Simulations Predict Improved Valve Performance Without Direct Leaflet Intervention After Neonatal Truncus Arteriosus Repair

TL;DR

This study used in-silico simulations based on patient-specific imaging to predict how neonatal truncus arteriosus repair improves valve function by altering hemodynamics, reducing regurgitation without direct leaflet intervention.

Contribution

The paper demonstrates a novel simulation approach that accurately predicts pre- and postoperative valve performance in neonatal TA patients, revealing mechanisms behind improved coaptation after repair.

Findings

Postoperative simulations showed elimination of regurgitation.

Altered hemodynamics improved valve coaptation.

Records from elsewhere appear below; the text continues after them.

use std::io::{Cursor, Write};

use image::{ImageFormat, Rgba, RgbaImage};
use zip::{write::SimpleFileOptions, CompressionMethod, ZipWriter};

/// Builds an in-memory zip with stored entries, in the given order.
pub fn build_zip(entries: &[(&str, &[u8])]) -> Vec<u8> {
    build_zip_with(entries, CompressionMethod::Stored)
}

/// Builds an in-memory zip using `method` for every file entry.
/// Names ending in `/` become directory entries.
pub fn build_zip_with(entries: &[(&str, &[u8])], method: CompressionMethod) -> Vec<u8> {
    let mut writer = ZipWriter::new(Cursor::new(Vec::new()));
    let options = SimpleFileOptions::default().compression_method(method);

    for (name, data) in entries {
        if name.ends_with('/') {
            writer.add_directory(*name, options).unwrap();
        } else {
            writer.start_file(*name, options).unwrap();
            writer.write_all(data).unwrap();
        }
    }

    writer.finish().unwrap().into_inner()
}

/// Flips one byte inside a stored payload so its CRC no longer matches.
pub fn corrupt_payload(zip: &mut [u8], payload: &[u8]) {
    let offset = zip
        .windows(payload.len())
        .position(|window| window == payload)
        .expect("payload not found in archive");
    zip[offset] ^= 0xff;
}

/// Encodes a solid square PNG of the given size.
pub fn png_icon(size: u32) -> Vec<u8> {
    let image = RgbaImage::from_pixel(size, size, Rgba([0x3d, 0xdc, 0x84, 0xff]));
    let mut buf = Cursor::new(Vec::new());
    image.write_to(&mut buf, ImageFormat::Png).unwrap();
    buf.into_inner()
}
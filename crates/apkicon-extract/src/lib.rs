//! Launcher icon extraction for Android packages.
//!
//! Given the raw bytes of an `.apk` or a split-package `.apks` bundle, this
//! crate finds the most representative PNG icon by matching entry names
//! against a ranked catalog of resource paths. Nothing is decoded beyond the
//! zip container: the manifest and the compiled resource table are never
//! consulted.
//!
//! # Example
//!
//! ```no_run
//! use apkicon_extract::{extract_icon, ContainerKind};
//!
//! let bytes = std::fs::read("app.apk").unwrap();
//! if let Some(icon) = extract_icon(&bytes, ContainerKind::Single) {
//!     println!("{} ({} bytes)", icon.source_entry_name(), icon.len());
//! }
//! ```

pub mod archive;
pub mod catalog;
pub mod error;
pub mod extractor;
pub mod formats;
pub mod icon;
pub mod resolver;

#[cfg(test)]
mod test_utils;

pub use archive::{ArchiveEntry, ArchiveIndex, ReadLimits};
pub use catalog::{
    Density, IconPattern, IconRule, NameSpecificity, PatternCatalog, RankedCandidate,
    ResourceClass,
};
pub use error::{ErrorContext, ExtractError, Result};
pub use extractor::{extract_icon, IconExtractor};
pub use formats::{has_png_signature, has_zip_signature, ContainerKind, PNG_MAGIC_BYTES};
pub use icon::{ResolvedIcon, PNG_MIME_TYPE};
pub use resolver::{
    is_package_name, BundleResolver, IconResolver, SingleArchiveResolver, BASE_MODULE_NAMES,
};
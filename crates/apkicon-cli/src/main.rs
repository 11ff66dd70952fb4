use std::{env, sync::Arc};

use apkicon_config::config::{self, generate_default_config, get_config, set_config_path};
use apkicon_events::{EventSink, EventSinkHandle, ExtractEvent};
use apkicon_extract::IconExtractor;
use apkicon_utils::path::resolve_path;
use clap::Parser;
use cli::Args;
use error::{CliResult, ErrorContext};
use extract::{extract_icons, ExtractOptions};
use inspect::inspect_file;
use logging::setup_logging;
use tracing::{info, trace};
use utils::set_color;

mod cli;
mod error;
mod extract;
mod inspect;
mod logging;
mod utils;

/// Forwards extraction events to the trace log.
struct TraceSink;

impl EventSink for TraceSink {
    fn emit(&self, event: ExtractEvent) {
        trace!(?event, "extract event");
    }
}

fn create_extractor() -> CliResult<IconExtractor> {
    let config = get_config();
    let events: EventSinkHandle = Arc::new(TraceSink);
    Ok(IconExtractor::from_config(&config)?.with_events(events))
}

fn handle_cli() -> CliResult<()> {
    let args = Args::parse();

    setup_logging(&args);

    if args.no_color {
        set_color(false);
    }

    if let Some(ref c) = args.config {
        let path = resolve_path(c)?;
        let path = if path.is_absolute() {
            path
        } else {
            env::current_dir()
                .with_context(|| "retrieving current directory".into())?
                .join(path)
        };
        set_config_path(path);
    }

    match args.command {
        cli::Commands::Config {
            generate: true,
        } => {
            generate_default_config()?;
        }
        command => {
            config::init()?;

            if !get_config().display().colors() {
                set_color(false);
            }

            match command {
                cli::Commands::Extract {
                    files,
                    output,
                    kind,
                    force,
                } => {
                    let extractor = create_extractor()?;
                    let options = ExtractOptions {
                        files,
                        output,
                        kind,
                        force,
                        json: args.json,
                        parallel_limit: get_config().parallel_limit(),
                    };
                    extract_icons(&extractor, options)?;
                }
                cli::Commands::Inspect {
                    file,
                    kind,
                } => {
                    let extractor = create_extractor()?;
                    inspect_file(&extractor, &file, kind, args.json)?;
                }
                cli::Commands::Config {
                    ..
                } => {
                    let config = get_config();
                    info!("# {}", config::config_path().display());
                    info!("{}", toml::to_string_pretty(&config)?);
                }
            }
        }
    }

    Ok(())
}

fn main() {
    miette::set_hook(Box::new(|_| {
        Box::new(
            miette::MietteHandlerOpts::new()
                .terminal_links(true)
                .unicode(true)
                .context_lines(2)
                .build(),
        )
    }))
    .ok();

    if let Err(err) = handle_cli() {
        eprintln!("{:?}", miette::Report::new(err));
        std::process::exit(1);
    }
}

#[cfg(test)]
mod tests {
    use std::path::PathBuf;

    use apkicon_extract::ContainerKind;

    use super::*;
    use crate::error::CliError;

    #[test]
    fn test_parse_extract_command() {
        let args = Args::parse_from([
            "apkicon", "-v", "extract", "a.apk", "b.apks", "-o", "icons", "--kind", "bundle",
        ]);

        assert_eq!(args.verbose, 1);
        match args.command {
            cli::Commands::Extract {
                files,
                output,
                kind,
                force,
            } => {
                assert_eq!(files, vec![PathBuf::from("a.apk"), PathBuf::from("b.apks")]);
                assert_eq!(output, Some(PathBuf::from("icons")));
                assert_eq!(kind, Some(ContainerKind::Bundle));
                assert!(!force);
            }
            _ => panic!("expected extract command"),
        }
    }

    #[test]
    fn test_parse_rejects_unknown_kind() {
        assert!(Args::try_parse_from(["apkicon", "inspect", "a.apk", "--kind", "xapk"]).is_err());
    }

    #[test]
    fn test_parse_config_command() {
        let args = Args::parse_from(["apkicon", "--json", "config", "--generate"]);

        assert!(args.json);
        assert!(matches!(
            args.command,
            cli::Commands::Config {
                generate: true
            }
        ));
    }

    #[test]
    fn test_custom_error_message() {
        let err = CliError::Custom("2 of 3 inputs could not be processed".into());
        assert_eq!(err.to_string(), "2 of 3 inputs could not be processed");
    }
}
use std::sync::{
    mpsc::{self, Receiver, Sender},
    Mutex,
};

use crate::ExtractEvent;

/// Trait for consuming extraction events.
///
/// Each frontend provides its own implementation.
pub trait EventSink: Send + Sync {
    fn emit(&self, event: ExtractEvent);
}

/// Channel-based event sink.
///
/// Sends events through a standard mpsc channel so another thread can
/// report them while extraction runs.
pub struct ChannelSink {
    sender: Sender<ExtractEvent>,
}

impl ChannelSink {
    pub fn new() -> (Self, Receiver<ExtractEvent>) {
        let (sender, receiver) = mpsc::channel();
        (
            Self {
                sender,
            },
            receiver,
        )
    }
}

impl EventSink for ChannelSink {
    fn emit(&self, event: ExtractEvent) {
        let _ = self.sender.send(event);
    }
}

/// No-op event sink.
pub struct NullSink;

impl EventSink for NullSink {
    fn emit(&self, _event: ExtractEvent) {}
}

/// Collector sink that stores all events for inspection.
#[derive(Default)]
pub struct CollectorSink {
    events: Mutex<Vec<ExtractEvent>>,
}

impl CollectorSink {
    pub fn events(&self) -> Vec<ExtractEvent> {
        self.events
            .lock()
            .map(|events| events.clone())
            .unwrap_or_default()
    }

    pub fn len(&self) -> usize {
        self.events.lock().map(|events| events.len()).unwrap_or(0)
    }

    pub fn is_empty(&self) -> bool {
        self.len() == 0
    }
}

impl EventSink for CollectorSink {
    fn emit(&self, event: ExtractEvent) {
        if let Ok(mut events) = self.events.lock() {
            events.push(event);
        }
    }
}
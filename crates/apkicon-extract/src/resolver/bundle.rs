use apkicon_events::{EventSink, ExtractEvent, NullSink};
use tracing::{debug, trace};

use super::{IconResolver, SingleArchiveResolver};
use crate::{
    archive::{ArchiveIndex, ReadLimits},
    catalog::PatternCatalog,
    error::{ExtractError, Result},
    icon::ResolvedIcon,
};

/// Member names that hold the base module of a split bundle, by priority.
pub const BASE_MODULE_NAMES: [&str; 2] = ["base.apk", "base-master.apk"];

/// Whether a bundle entry name looks like a nested package (`*.apk`, any case).
pub fn is_package_name(name: &str) -> bool {
    name.len() >= 4
        && name
            .get(name.len() - 4..)
            .is_some_and(|ext| ext.eq_ignore_ascii_case(".apk"))
}

/// Searches the `.apk` members of a split-package bundle.
///
/// The base module is tried first. If it is absent or yields nothing, every
/// other package member is tried in listing order. Members are read one at a
/// time and dropped once searched.
pub struct BundleResolver<'a> {
    catalog: &'a PatternCatalog,
    limits: ReadLimits,
    events: &'a dyn EventSink,
}

impl<'a> BundleResolver<'a> {
    pub fn new(catalog: &'a PatternCatalog) -> Self {
        Self {
            catalog,
            limits: ReadLimits::default(),
            events: &NullSink,
        }
    }

    pub fn with_limits(mut self, limits: ReadLimits) -> Self {
        self.limits = limits;
        self
    }

    pub fn with_events(mut self, events: &'a dyn EventSink) -> Self {
        self.events = events;
        self
    }

    fn resolve_member(&self, bundle: &ArchiveIndex<'_>, member: &str) -> Result<ResolvedIcon> {
        self.events.emit(ExtractEvent::MemberOpened {
            member: member.to_string(),
        });

        let bytes = bundle.read_limited(member, self.limits.max_member_size)?;
        let nested = ArchiveIndex::with_limits(&bytes, self.limits)?;

        SingleArchiveResolver::new(self.catalog)
            .with_events(self.events)
            .for_member(member)
            .resolve(&nested)
            .ok_or(ExtractError::NoIconFound)
    }

    fn try_member(&self, bundle: &ArchiveIndex<'_>, member: &str) -> Option<ResolvedIcon> {
        match self.resolve_member(bundle, member) {
            Ok(icon) => Some(icon),
            Err(err) => {
                debug!(member, error = %err, "skipping bundle member");
                self.events.emit(ExtractEvent::MemberRejected {
                    member: member.to_string(),
                    reason: err.reject_reason(),
                });
                None
            }
        }
    }
}

impl IconResolver for BundleResolver<'_> {
    fn resolve(&self, index: &ArchiveIndex<'_>) -> Option<ResolvedIcon> {
        self.events.emit(ExtractEvent::ArchiveOpened {
            member: None,
            entries: index.len(),
        });

        let base = BASE_MODULE_NAMES
            .into_iter()
            .find(|name| index.contains(name));

        if let Some(base) = base {
            trace!(member = base, "trying base module");
            if let Some(icon) = self.try_member(index, base) {
                return Some(icon);
            }
        }

        let members: Vec<&str> = index
            .names()
            .filter(|name| is_package_name(name) && Some(*name) != base)
            .collect();
        trace!(members = members.len(), "trying remaining bundle members");

        for member in members {
            if let Some(icon) = self.try_member(index, member) {
                return Some(icon);
            }
        }

        self.events.emit(ExtractEvent::NoIcon {
            member: None,
        });
        None
    }
}
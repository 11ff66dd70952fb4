//! Icon search strategies over an indexed archive.

mod bundle;
mod single;

pub use bundle::{is_package_name, BundleResolver, BASE_MODULE_NAMES};
pub use single::SingleArchiveResolver;

use crate::{archive::ArchiveIndex, icon::ResolvedIcon};

/// Finds the best icon in an archive.
pub trait IconResolver {
    /// Returns `None` once every candidate has been tried and rejected.
    fn resolve(&self, index: &ArchiveIndex<'_>) -> Option<ResolvedIcon>;
}
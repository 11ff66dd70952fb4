use apkicon_events::{EventSink, ExtractEvent, NullSink, RejectReason};
use tracing::{debug, trace};

use super::IconResolver;
use crate::{archive::ArchiveIndex, catalog::PatternCatalog, icon::ResolvedIcon};

/// Searches one package archive for its best-ranked icon.
///
/// Candidates are read best-first; an unreadable, oversized or empty payload
/// is skipped and the next candidate is tried.
pub struct SingleArchiveResolver<'a> {
    catalog: &'a PatternCatalog,
    events: &'a dyn EventSink,
    member: Option<&'a str>,
}

impl<'a> SingleArchiveResolver<'a> {
    pub fn new(catalog: &'a PatternCatalog) -> Self {
        Self {
            catalog,
            events: &NullSink,
            member: None,
        }
    }

    pub fn with_events(mut self, events: &'a dyn EventSink) -> Self {
        self.events = events;
        self
    }

    /// Marks the archive as a bundle member; the name is carried into events
    /// and the resolved icon.
    pub fn for_member(mut self, member: &'a str) -> Self {
        self.member = Some(member);
        self
    }

    fn member(&self) -> Option<String> {
        self.member.map(String::from)
    }

    fn reject(&self, entry: &str, rank: usize, reason: RejectReason) {
        debug!(member = ?self.member, entry, rank, ?reason, "skipping icon candidate");
        self.events.emit(ExtractEvent::CandidateRejected {
            member: self.member(),
            entry: entry.to_string(),
            rank,
            reason,
        });
    }
}

impl IconResolver for SingleArchiveResolver<'_> {
    fn resolve(&self, index: &ArchiveIndex<'_>) -> Option<ResolvedIcon> {
        self.events.emit(ExtractEvent::ArchiveOpened {
            member: self.member(),
            entries: index.len(),
        });

        let candidates = self.catalog.rank_entries(index.names());
        trace!(member = ?self.member, candidates = candidates.len(), "ranked icon candidates");

        for candidate in candidates {
            trace!(entry = %candidate.name, rank = candidate.rank, "trying candidate");

            let bytes = match index.read(&candidate.name) {
                Ok(bytes) => bytes,
                Err(err) => {
                    self.reject(&candidate.name, candidate.rank, err.reject_reason());
                    continue;
                }
            };

            if bytes.is_empty() {
                self.reject(&candidate.name, candidate.rank, RejectReason::Empty);
                continue;
            }

            self.events.emit(ExtractEvent::IconResolved {
                member: self.member(),
                entry: candidate.name.clone(),
                size: bytes.len() as u64,
            });

            let icon = ResolvedIcon::new(bytes, candidate.name);
            return Some(match self.member {
                Some(member) => icon.with_member(member),
                None => icon,
            });
        }

        self.events.emit(ExtractEvent::NoIcon {
            member: self.member(),
        });
        None
    }
}
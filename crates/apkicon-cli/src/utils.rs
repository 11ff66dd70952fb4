use std::{
    fmt::Display,
    path::{Path, PathBuf},
    sync::{LazyLock, PoisonError, RwLock},
};

use apkicon_config::config::get_config;
use nu_ansi_term::Color;

pub struct Icons;

impl Icons {
    pub const ARROW: &str = "→";
    pub const CHECK: &str = "✓";
    pub const CHECKSUM: &str = "🔏";
    pub const CROSS: &str = "✗";
    pub const PACKAGE: &str = "📦";
    pub const WARNING: &str = "⚠";
}

pub fn icon_or<'a>(icon: &'a str, fallback: &'a str) -> &'a str {
    if get_config().display().icons() {
        icon
    } else {
        fallback
    }
}

pub fn term_width() -> usize {
    terminal_size::terminal_size()
        .map(|(w, _)| w.0 as usize)
        .unwrap_or(80)
}

pub static COLOR: LazyLock<RwLock<bool>> = LazyLock::new(|| RwLock::new(true));

pub fn set_color(enabled: bool) {
    *COLOR.write().unwrap_or_else(PoisonError::into_inner) = enabled;
}

pub struct Colored<T: Display>(pub Color, pub T);

impl<T: Display> Display for Colored<T> {
    fn fmt(&self, f: &mut std::fmt::Formatter<'_>) -> std::fmt::Result {
        let color = *COLOR.read().unwrap_or_else(PoisonError::into_inner);
        if color {
            write!(f, "{}", self.0.prefix())?;
            self.1.fmt(f)?;
            write!(f, "{}", self.0.suffix())
        } else {
            self.1.fmt(f)
        }
    }
}

/// File stem used to name the icon written for `input`.
pub fn icon_file_name(input: &Path) -> PathBuf {
    let stem = input
        .file_stem()
        .map(|stem| stem.to_string_lossy().into_owned())
        .filter(|stem| !stem.is_empty())
        .unwrap_or_else(|| "icon".to_string());
    PathBuf::from(format!("{stem}.png"))
}
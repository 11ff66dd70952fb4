use std::path::Path;

use crate::error::{HashError, HashResult};

/// Returns the hex-encoded blake3 digest of an in-memory buffer.
///
/// # Example
///
/// ```
/// use apkicon_utils::hash::checksum_bytes;
///
/// assert_eq!(checksum_bytes(b"").len(), 64);
/// ```
pub fn checksum_bytes(data: &[u8]) -> String {
    blake3::hash(data).to_hex().to_string()
}

/// Returns the hex-encoded blake3 digest of a file's contents.
///
/// # Errors
///
/// * [`HashError::ReadFailed`] if the file cannot be read.
pub fn checksum_file<P: AsRef<Path>>(file_path: P) -> HashResult<String> {
    let file_path = file_path.as_ref();
    let mut hasher = blake3::Hasher::new();
    let mut file = std::fs::File::open(file_path).map_err(|err| {
        HashError::ReadFailed {
            path: file_path.to_path_buf(),
            source: err,
        }
    })?;
    std::io::copy(&mut file, &mut hasher).map_err(|err| {
        HashError::ReadFailed {
            path: file_path.to_path_buf(),
            source: err,
        }
    })?;
    Ok(hasher.finalize().to_hex().to_string())
}

#[cfg(test)]
mod tests {
    use std::io::Write;

    use tempfile::NamedTempFile;

    use super::*;

    const HELLO_WORLD: &str = "dc5a4edb8240b018124052c330270696f96771a63b45250a5c17d3000e823355";

    #[test]
    fn test_checksum_bytes() {
        assert_eq!(checksum_bytes(b"hello world\n"), HELLO_WORLD);
    }

    #[test]
    fn test_checksum_file_matches_bytes() {
        let mut file = NamedTempFile::new().unwrap();
        file.write_all(b"hello world\n").unwrap();

        assert_eq!(checksum_file(file.path()).unwrap(), HELLO_WORLD);
    }

    #[test]
    fn test_checksum_file_not_found() {
        assert!(checksum_file("/path/to/nonexistent/base.apk").is_err());
    }
}
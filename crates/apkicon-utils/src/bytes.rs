use crate::error::{BytesError, BytesResult};

const BINARY_UNITS: [&str; 7] = ["B", "KiB", "MiB", "GiB", "TiB", "PiB", "EiB"];

/// Formats a byte count using binary units.
///
/// # Example
///
/// ```
/// use apkicon_utils::bytes::format_bytes;
///
/// assert_eq!(format_bytes(3 * 1024 * 1024 / 2, 2), "1.50 MiB");
/// ```
pub fn format_bytes(bytes: u64, precision: usize) -> String {
    let mut value = bytes as f64;
    let mut unit = 0;

    while value >= 1024.0 && unit < BINARY_UNITS.len() - 1 {
        value /= 1024.0;
        unit += 1;
    }

    format!("{value:.precision$} {}", BINARY_UNITS[unit])
}

/// Parses a size such as `512`, `16 MiB` or `1.5GB` into bytes.
///
/// Binary (`KiB`, `MiB`, ...) and decimal (`KB`, `MB`, ...) suffixes are
/// accepted, case-insensitively. A bare number is taken as bytes.
///
/// # Errors
///
/// * [`BytesError::ParseFailed`] if the number or suffix cannot be understood.
///
/// # Example
///
/// ```
/// use apkicon_utils::bytes::parse_bytes;
///
/// assert_eq!(parse_bytes("16 MiB").unwrap(), 16 * 1024 * 1024);
/// ```
pub fn parse_bytes(input: &str) -> BytesResult<u64> {
    let trimmed = input.trim();
    if let Ok(value) = trimmed.parse::<u64>() {
        return Ok(value);
    }

    let upper = trimmed.to_ascii_uppercase();
    let split = upper
        .find(|c: char| c.is_ascii_alphabetic())
        .ok_or_else(|| {
            BytesError::ParseFailed {
                input: input.to_string(),
                reason: "Missing unit".into(),
            }
        })?;
    let (number, suffix) = upper.split_at(split);

    let number: f64 = number.trim().parse().map_err(|_| {
        BytesError::ParseFailed {
            input: input.to_string(),
            reason: "Invalid number".into(),
        }
    })?;

    let (exponent, base) = match suffix {
        "B" => (0, 1000.0),
        "KB" => (1, 1000.0),
        "MB" => (2, 1000.0),
        "GB" => (3, 1000.0),
        "TB" => (4, 1000.0),
        "KIB" => (1, 1024.0),
        "MIB" => (2, 1024.0),
        "GIB" => (3, 1024.0),
        "TIB" => (4, 1024.0),
        _ => {
            return Err(BytesError::ParseFailed {
                input: input.to_string(),
                reason: "Invalid suffix".into(),
            })
        }
    };

    Ok((number * f64::powi(base, exponent)).round() as u64)
}
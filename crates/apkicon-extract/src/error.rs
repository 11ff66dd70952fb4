//! Error types for the extract crate.

use miette::Diagnostic;
use thiserror::Error;
use zip::result::ZipError;

/// Errors that can occur while indexing archives or resolving icons.
///
/// None of these cross [`crate::IconExtractor::extract`]; they exist so that
/// failures can be scoped to one entry or one bundle member and skipped.
#[derive(Error, Diagnostic, Debug)]
pub enum ExtractError {
    #[error("Container is not a readable zip archive: {source}")]
    #[diagnostic(
        code(apkicon_extract::container_unreadable),
        help("Make sure the file is a complete .apk or .apks archive")
    )]
    ContainerUnreadable { source: ZipError },

    #[error("Entry `{name}` not found in archive")]
    #[diagnostic(code(apkicon_extract::entry_not_found))]
    EntryNotFound { name: String },

    #[error("Failed to decode entry `{name}`: {source}")]
    #[diagnostic(code(apkicon_extract::entry_decode))]
    EntryDecodeFailure { name: String, source: ZipError },

    #[error("Entry `{name}` is {size} bytes, over the {limit} byte limit")]
    #[diagnostic(
        code(apkicon_extract::entry_too_large),
        help("Raise `max_entry_size` or `max_member_size` in the configuration")
    )]
    EntryTooLarge { name: String, size: u64, limit: u64 },

    #[error("No icon found")]
    #[diagnostic(
        code(apkicon_extract::no_icon),
        help("The archive has no launcher-like PNG under res/mipmap-* or res/drawable-*")
    )]
    NoIconFound,

    #[error("IO error while {action}: {source}")]
    #[diagnostic(code(apkicon_extract::io))]
    Io {
        action: String,
        #[source]
        source: std::io::Error,
    },

    #[error("Invalid icon pattern: {0}")]
    #[diagnostic(code(apkicon_extract::pattern))]
    Pattern(#[from] regex::Error),

    #[error(transparent)]
    #[diagnostic(code(apkicon_extract::image))]
    Image(#[from] image::ImageError),

    #[error("Configuration error: {0}")]
    #[diagnostic(code(apkicon_extract::config))]
    ConfigError(String),
}

/// A specialized Result type for extraction operations.
pub type Result<T> = std::result::Result<T, ExtractError>;

impl From<apkicon_config::error::ConfigError> for ExtractError {
    fn from(err: apkicon_config::error::ConfigError) -> Self {
        ExtractError::ConfigError(err.to_string())
    }
}

/// Attaches an action description to IO failures.
pub trait ErrorContext<T> {
    fn with_context<C: FnOnce() -> String>(self, context: C) -> Result<T>;
}

impl<T> ErrorContext<T> for std::io::Result<T> {
    fn with_context<C: FnOnce() -> String>(self, context: C) -> Result<T> {
        self.map_err(|source| {
            ExtractError::Io {
                action: context(),
                source,
            }
        })
    }
}

impl ExtractError {
    /// Maps the error onto the reason reported in diagnostic events.
    pub fn reject_reason(&self) -> apkicon_events::RejectReason {
        use apkicon_events::RejectReason;

        match self {
            ExtractError::EntryTooLarge { size, limit, .. } => {
                RejectReason::TooLarge {
                    size: *size,
                    limit: *limit,
                }
            }
            ExtractError::NoIconFound => RejectReason::NoIcon,
            other => RejectReason::Unreadable(other.to_string()),
        }
    }
}
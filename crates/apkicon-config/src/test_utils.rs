pub fn with_env<F>(vars: Vec<(&str, &str)>, f: F)
where
    F: FnOnce(),
{
    let old_vars: Vec<_> = vars
        .iter()
        .map(|(k, _)| (*k, std::env::var(k).ok()))
        .collect();

    for (key, value) in &vars {
        std::env::set_var(key, value);
    }

    f();

    for (key, old_value) in old_vars {
        match old_value {
            Some(v) => std::env::set_var(key, v),
            None => std::env::remove_var(key),
        }
    }
}
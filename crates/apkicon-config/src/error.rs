use apkicon_utils::error::{BytesError, PathError, UtilsError};
use miette::Diagnostic;
use thiserror::Error;

#[derive(Error, Diagnostic, Debug)]
pub enum ConfigError {
    #[error("TOML serialization error: {0}")]
    #[diagnostic(
        code(apkicon_config::toml_serialize),
        help("Check your configuration structure for invalid values")
    )]
    TomlSerError(#[from] toml::ser::Error),

    #[error("TOML deserialization error: {0}")]
    #[diagnostic(
        code(apkicon_config::toml_deserialize),
        help("Check your config.toml syntax and structure")
    )]
    TomlDeError(#[from] toml::de::Error),

    #[error("Configuration file already exists")]
    #[diagnostic(
        code(apkicon_config::already_exists),
        help("Remove the existing config file or use a different location")
    )]
    ConfigAlreadyExists,

    #[error("Invalid size for `{field}`: {source}")]
    #[diagnostic(
        code(apkicon_config::invalid_size),
        help("Use a byte count or a size such as \"16 MiB\"")
    )]
    InvalidSize {
        field: &'static str,
        source: BytesError,
    },

    #[error("`{0}` must be greater than zero")]
    #[diagnostic(code(apkicon_config::zero_value))]
    ZeroValue(&'static str),

    #[error("IO error: {0}")]
    #[diagnostic(code(apkicon_config::io))]
    IoError(#[from] std::io::Error),

    #[error(transparent)]
    #[diagnostic(code(apkicon_config::utils))]
    Utils(#[from] UtilsError),

    #[error("Failed to parse TOML: {0}")]
    #[diagnostic(code(apkicon_config::toml))]
    Toml(#[from] toml_edit::TomlError),

    #[error("Encountered unexpected TOML item: {0}")]
    #[diagnostic(code(apkicon_config::unexpected_toml_item))]
    UnexpectedTomlItem(String),
}

impl From<PathError> for ConfigError {
    fn from(err: PathError) -> Self {
        Self::Utils(UtilsError::Path(err))
    }
}

pub type Result<T> = std::result::Result<T, ConfigError>;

Model matched in-vivo imaging results.

Abstract

Truncus arteriosus (TA) is a rare and severe congenital heart disease. Quadricuspid valve morphology occurs in 25% of all TA patients and is linked to regurgitation and increased risk of re-operation. It remains unclear how hemodynamic changes after TA repair alter valve performance. This study simulated pre- and postoperative conditions in a neonatal TA patient to investigate valve performance without direct intervention. We hypothesize that valve performance before and after truncal repair can be predicted in-silico, matching in-vivo imaging and identifying mechanisms how hemodynamic changes after repair will reduce valve regurgitation without direct intervention. Pre- and postoperative CT images of a neonatal patient with quadricuspid valve were segmented. Free edge length and geometric height from the patient's echocardiogram were used to model the valve. For the preoperative condition, ventricular pressures were set equal modeling an unrestricted ventricular septal defect. Systemic and pulmonary resistances were tuned based on the patient's Qp:Qs ratio. For the postoperative condition, boundary conditions were modified to mimic patient-specific hemodynamics after TA repair. The preoperative simulation confirmed mild valve regurgitation seen in-vivo. Interaction between asymmetric flow and surrounding vessel resulted in asymmetric opening and closing. Poor central coaptation led to a central regurgitant jet toward the septum. Altered postoperative hemodynamics improved coaptation and eliminated regurgitation, as seen in-vivo. This modeling approach reproduced in-vivo pre- and postoperative valve performance and identified mechanisms improving coaptation after TA repair. TA repair led to elimination of regurgitation due to enhanced central coaptation. Thus, altered postoperative hemodynamic conditions after TA repair may improve valve performance without direct leaflet intervention.